Orgullosos de su valor para
escribir la verdad, contentos de haberla descubierto,
cansados sin duda de los esfuerzos que supone el hacerla
operante, algunos esperan impacientes que sus lectores la
disciernan. De ahí que les parezca vano proceder con astucia
para difundir la verdad. Confucio alteró el texto de un
viejo almanaque popular cambiando algunas palabras: En el
pasaje donde se hablaba de la muerte del tirano Sundso,
«muerto en un atentado», reemplazó la palabra «muerto» por
«ejecutado», abriendo la vía a una nueva concepción de la
historia. El que en la actualidad reemplaza «pueblo» por
«población», y «tierra» por «propiedad rural», se niega ya a
acreditar algunas mentiras, privando a algunas palabras de
su magia. La palabra «pueblo» implica una unidad fundada en
intereses comunes; sólo habría que emplearla en plural,
puesto que únicamente existen «intereses comunes» entre
varios pueblos.
La «población» de una misma región tiene intereses diversos
e incluso antagónicos. Esta verdad no debe ser olvidada. Del
mismo modo, el que dice «la tierra», personificando sus
encantos, extasiándose ante su perfume y su colorido,
favorece las mentiras de la clase dominante. Al fin y al
cabo, ¡qué importa la fecundidad de la tierra, el amor del
hombre por ella y su infatigable ardor al trabajarla!: lo
que importa es el precio del trigo y el precio del trabajo.

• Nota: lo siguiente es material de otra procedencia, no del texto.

//! Framework error type.
//!
//! Sub-crates define their own error enums and wrap `MzError` as one variant
//! where they need to surface a core failure.

use thiserror::Error;

use crate::AgentId;

/// The top-level error type for `mz-core` and a common base for sub-crates.
#[derive(Debug, Error)]
pub enum MzError {
    #[error("agent {0} not found")]
    AgentNotFound(AgentId),

    #[error("unknown heading {0:?}: expected NORTH, SOUTH, EAST or WEST")]
    UnknownHeading(String),
}
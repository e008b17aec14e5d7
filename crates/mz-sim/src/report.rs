//! Per-tick summaries.

use mz_agent::AgentStore;
use mz_core::{AgentId, Tick};

/// What happened during one tick.
#[derive(Clone, PartialEq, Eq, Debug)]
pub struct TickReport {
    pub tick: Tick,
    /// Agents whose step was clamped by a wall.
    pub bumped: Vec<AgentId>,
    /// Agents whose committed position left the grid.
    pub escaped: Vec<AgentId>,
    /// Agents removed at the end of the tick.
    pub removed: Vec<AgentId>,
}

impl TickReport {
    pub fn new(tick: Tick) -> Self {
        Self { tick, bumped: Vec::new(), escaped: Vec::new(), removed: Vec::new() }
    }
}

/// Debug caption: the tick number, then each agent that has a message or
/// bumped into a wall.
///
/// ```text
/// 12 Agent 0: Status: foundWall Agent 2: OUCH!
/// ```
pub fn status_line(tick: Tick, agents: &AgentStore) -> String {
    let mut line = tick.0.to_string();
    for agent in agents.iter().filter(|a| a.bumped() || a.message().is_some()) {
        line.push_str(&format!(" Agent {}:", agent.id().0));
        if let Some(m) = agent.message() {
            line.push(' ');
            line.push_str(m);
        }
        if agent.bumped() {
            line.push_str(" OUCH!");
        }
    }
    line
}
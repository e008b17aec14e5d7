//! The `OutputWriter` trait implemented by tabular backends.

use crate::{AgentSnapshotRow, DeathRow, OutputResult};

/// Trait implemented by [`CsvWriter`](crate::CsvWriter).
///
/// Errors surface through [`SimOutputObserver::take_error`]
/// (crate::SimOutputObserver::take_error) when driven by a run.
pub trait OutputWriter {
    /// Write a batch of agent snapshots.
    fn write_snapshots(&mut self, rows: &[AgentSnapshotRow]) -> OutputResult<()>;

    /// Record one removed agent.
    fn write_death(&mut self, row: &DeathRow) -> OutputResult<()>;

    /// Flush all underlying handles.
    ///
    /// Idempotent: safe to call more than once.
    fn finish(&mut self) -> OutputResult<()>;
}
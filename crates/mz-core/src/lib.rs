//! `mz-core`: foundational types for the `rust_maze` simulator.
//!
//! This crate is a dependency of every other `mz-*` crate.  It has no `mz-*`
//! dependencies and only `thiserror` (plus optional `serde`) from outside.
//!
//! # What lives here
//!
//! | Module          | Contents                                              |
//! |-----------------|-------------------------------------------------------|
//! | [`ids`]         | `AgentId`                                             |
//! | [`heading`]     | `Heading` (absolute), `Direction` (heading-relative)  |
//! | [`percept`]     | `Percept`, `ObjectCategory`                           |
//! | [`intention`]   | `Intention` action tags                               |
//! | [`time`]        | `Tick`                                                |
//! | [`error`]       | `MzError`                                             |
//!
//! # Feature flags
//!
//! | Flag    | Effect                                                     |
//! |---------|------------------------------------------------------------|
//! | `serde` | Adds `Serialize`/`Deserialize` to all public types.        |

pub mod error;
pub mod heading;
pub mod ids;
pub mod intention;
pub mod percept;
pub mod time;


// ── Re-exports ────────────────────────────────────────────────────────────────

pub use error::MzError;
pub use heading::{Direction, Heading};
pub use ids::AgentId;
pub use intention::Intention;
pub use percept::{ObjectCategory, Percept};
pub use time::Tick;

El que saca provecho de la tierra no es nunca el que recoge
el trigo, y «el gesto augusto del sembrador» no se cotiza en
Bolsa.
El término justo es «propiedad rural». Cuando reina la
opresión, no hablemos de «disciplina», sino de «sumisión»
pues la disciplina excluye la existencia de una clase
dominante. Del mismo modo, el vocablo «dignidad» vale más
que la palabra «honor», pues tiene más en cuenta al hombre.
Todos sabemos qué clase de gente se precipita para tener la
ventaja de defender el «honor» de un pueblo, y con qué
liberalidad los ricos distribuyen el «honor» a los que
trabajan para enriquecerlos. Hay una infinidad de astucias
posibles para engañar a un Estado receloso.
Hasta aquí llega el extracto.